ABOUT THIS TASK = Go through the data and tally the lines that include "condition". The reply is that number alone.

INFORMATION PROVIDED =
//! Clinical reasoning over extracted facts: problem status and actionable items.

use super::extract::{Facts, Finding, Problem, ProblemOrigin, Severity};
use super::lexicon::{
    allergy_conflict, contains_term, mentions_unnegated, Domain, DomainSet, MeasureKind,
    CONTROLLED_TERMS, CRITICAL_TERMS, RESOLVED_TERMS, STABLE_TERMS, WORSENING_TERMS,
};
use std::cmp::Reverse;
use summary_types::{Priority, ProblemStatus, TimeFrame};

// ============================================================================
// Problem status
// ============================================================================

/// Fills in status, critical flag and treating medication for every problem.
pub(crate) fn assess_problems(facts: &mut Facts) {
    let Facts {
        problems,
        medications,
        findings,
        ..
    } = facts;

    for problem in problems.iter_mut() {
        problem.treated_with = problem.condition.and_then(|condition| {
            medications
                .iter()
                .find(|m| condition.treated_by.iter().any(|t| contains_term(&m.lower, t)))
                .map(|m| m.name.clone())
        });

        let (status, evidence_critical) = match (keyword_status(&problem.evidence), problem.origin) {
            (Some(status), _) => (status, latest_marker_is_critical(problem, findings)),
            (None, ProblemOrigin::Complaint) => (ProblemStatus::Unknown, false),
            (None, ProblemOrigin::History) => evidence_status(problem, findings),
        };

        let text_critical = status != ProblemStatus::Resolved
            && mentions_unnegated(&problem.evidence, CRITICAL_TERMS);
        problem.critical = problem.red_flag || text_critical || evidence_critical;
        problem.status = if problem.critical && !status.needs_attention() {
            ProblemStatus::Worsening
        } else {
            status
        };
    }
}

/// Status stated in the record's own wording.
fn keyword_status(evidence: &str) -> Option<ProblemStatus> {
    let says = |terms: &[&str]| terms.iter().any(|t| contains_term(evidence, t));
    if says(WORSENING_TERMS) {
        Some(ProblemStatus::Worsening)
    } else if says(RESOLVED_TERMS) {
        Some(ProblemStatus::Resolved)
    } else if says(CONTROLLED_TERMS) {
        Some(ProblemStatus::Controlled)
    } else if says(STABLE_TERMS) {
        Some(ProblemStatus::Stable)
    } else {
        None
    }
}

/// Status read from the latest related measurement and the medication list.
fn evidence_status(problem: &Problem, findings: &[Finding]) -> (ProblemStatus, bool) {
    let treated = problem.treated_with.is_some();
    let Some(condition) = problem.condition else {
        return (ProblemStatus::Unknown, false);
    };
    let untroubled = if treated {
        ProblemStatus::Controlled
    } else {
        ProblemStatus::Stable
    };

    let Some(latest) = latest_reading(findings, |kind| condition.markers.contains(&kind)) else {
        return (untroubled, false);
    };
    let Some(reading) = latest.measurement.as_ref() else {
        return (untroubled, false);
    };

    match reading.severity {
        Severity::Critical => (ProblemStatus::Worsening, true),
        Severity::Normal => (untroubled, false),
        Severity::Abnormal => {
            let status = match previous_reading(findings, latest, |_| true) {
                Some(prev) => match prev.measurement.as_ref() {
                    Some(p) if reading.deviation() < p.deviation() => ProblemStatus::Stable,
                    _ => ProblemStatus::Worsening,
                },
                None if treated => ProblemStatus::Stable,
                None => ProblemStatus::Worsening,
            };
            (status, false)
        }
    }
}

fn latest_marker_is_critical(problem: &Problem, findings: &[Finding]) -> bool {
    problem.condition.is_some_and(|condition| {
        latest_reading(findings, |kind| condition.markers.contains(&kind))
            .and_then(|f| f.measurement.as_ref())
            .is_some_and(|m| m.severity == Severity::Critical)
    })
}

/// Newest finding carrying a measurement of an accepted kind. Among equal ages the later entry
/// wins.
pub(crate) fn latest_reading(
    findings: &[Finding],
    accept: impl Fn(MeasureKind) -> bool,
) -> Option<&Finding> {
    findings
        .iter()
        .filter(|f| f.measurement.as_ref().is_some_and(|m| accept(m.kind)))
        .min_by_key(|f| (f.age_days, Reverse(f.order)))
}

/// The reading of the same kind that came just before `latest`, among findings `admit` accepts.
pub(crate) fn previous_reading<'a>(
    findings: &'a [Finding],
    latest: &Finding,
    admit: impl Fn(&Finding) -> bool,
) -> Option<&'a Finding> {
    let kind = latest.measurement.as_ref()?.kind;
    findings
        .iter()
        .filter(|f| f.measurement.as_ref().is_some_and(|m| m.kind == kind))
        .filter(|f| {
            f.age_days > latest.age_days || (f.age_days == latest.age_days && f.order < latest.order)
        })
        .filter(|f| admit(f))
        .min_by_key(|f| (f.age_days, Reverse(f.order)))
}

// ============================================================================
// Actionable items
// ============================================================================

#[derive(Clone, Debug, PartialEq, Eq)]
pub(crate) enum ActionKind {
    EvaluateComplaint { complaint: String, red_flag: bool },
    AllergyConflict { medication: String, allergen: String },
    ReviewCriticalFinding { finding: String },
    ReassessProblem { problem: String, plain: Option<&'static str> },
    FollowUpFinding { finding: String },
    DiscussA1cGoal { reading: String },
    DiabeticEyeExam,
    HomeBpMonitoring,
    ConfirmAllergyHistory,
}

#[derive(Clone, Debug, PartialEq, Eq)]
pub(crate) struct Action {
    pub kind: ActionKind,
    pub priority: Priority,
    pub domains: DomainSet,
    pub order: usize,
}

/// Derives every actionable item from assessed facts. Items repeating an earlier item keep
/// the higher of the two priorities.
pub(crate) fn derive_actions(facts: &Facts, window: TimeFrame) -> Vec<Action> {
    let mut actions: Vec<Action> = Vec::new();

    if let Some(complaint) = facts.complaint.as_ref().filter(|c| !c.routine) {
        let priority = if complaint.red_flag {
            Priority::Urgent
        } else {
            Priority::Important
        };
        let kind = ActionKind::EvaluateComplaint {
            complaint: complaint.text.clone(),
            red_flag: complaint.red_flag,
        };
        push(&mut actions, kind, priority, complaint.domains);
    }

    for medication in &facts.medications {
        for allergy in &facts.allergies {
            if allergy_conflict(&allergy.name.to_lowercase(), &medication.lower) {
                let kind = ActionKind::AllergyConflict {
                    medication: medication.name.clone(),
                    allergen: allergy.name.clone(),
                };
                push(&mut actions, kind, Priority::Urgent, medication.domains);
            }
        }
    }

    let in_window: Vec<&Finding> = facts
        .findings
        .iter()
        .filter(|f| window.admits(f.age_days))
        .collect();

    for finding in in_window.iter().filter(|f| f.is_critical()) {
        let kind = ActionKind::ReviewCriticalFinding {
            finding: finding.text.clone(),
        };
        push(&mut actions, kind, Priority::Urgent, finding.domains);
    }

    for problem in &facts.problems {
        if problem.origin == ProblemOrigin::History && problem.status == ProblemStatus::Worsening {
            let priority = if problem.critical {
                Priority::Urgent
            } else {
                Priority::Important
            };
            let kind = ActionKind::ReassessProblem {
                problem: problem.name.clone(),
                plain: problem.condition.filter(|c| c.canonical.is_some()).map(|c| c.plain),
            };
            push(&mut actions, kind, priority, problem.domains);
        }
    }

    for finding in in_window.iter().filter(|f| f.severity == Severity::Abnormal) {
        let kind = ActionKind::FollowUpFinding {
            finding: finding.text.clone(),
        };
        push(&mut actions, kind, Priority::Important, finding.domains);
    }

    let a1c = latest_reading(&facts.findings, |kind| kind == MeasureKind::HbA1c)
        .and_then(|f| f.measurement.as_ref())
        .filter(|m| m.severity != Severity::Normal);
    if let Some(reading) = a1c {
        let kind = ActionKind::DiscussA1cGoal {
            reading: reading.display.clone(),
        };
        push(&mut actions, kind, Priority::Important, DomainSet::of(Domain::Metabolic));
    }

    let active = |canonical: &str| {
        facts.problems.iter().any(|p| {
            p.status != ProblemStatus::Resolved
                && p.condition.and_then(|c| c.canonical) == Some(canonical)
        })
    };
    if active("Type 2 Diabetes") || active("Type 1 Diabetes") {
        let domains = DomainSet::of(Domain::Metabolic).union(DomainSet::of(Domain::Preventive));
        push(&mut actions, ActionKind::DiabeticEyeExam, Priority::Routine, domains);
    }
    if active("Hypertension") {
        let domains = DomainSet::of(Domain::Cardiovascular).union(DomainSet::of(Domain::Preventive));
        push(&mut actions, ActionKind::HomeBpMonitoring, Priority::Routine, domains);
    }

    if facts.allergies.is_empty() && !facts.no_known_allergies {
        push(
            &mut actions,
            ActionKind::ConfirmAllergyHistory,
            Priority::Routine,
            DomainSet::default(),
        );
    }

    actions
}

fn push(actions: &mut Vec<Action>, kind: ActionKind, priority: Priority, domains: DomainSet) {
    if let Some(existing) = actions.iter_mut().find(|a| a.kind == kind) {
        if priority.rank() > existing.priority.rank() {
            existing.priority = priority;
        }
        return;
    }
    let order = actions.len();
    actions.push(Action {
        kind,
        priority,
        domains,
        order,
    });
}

SOLUTION FOR THIS EXERCISE = 8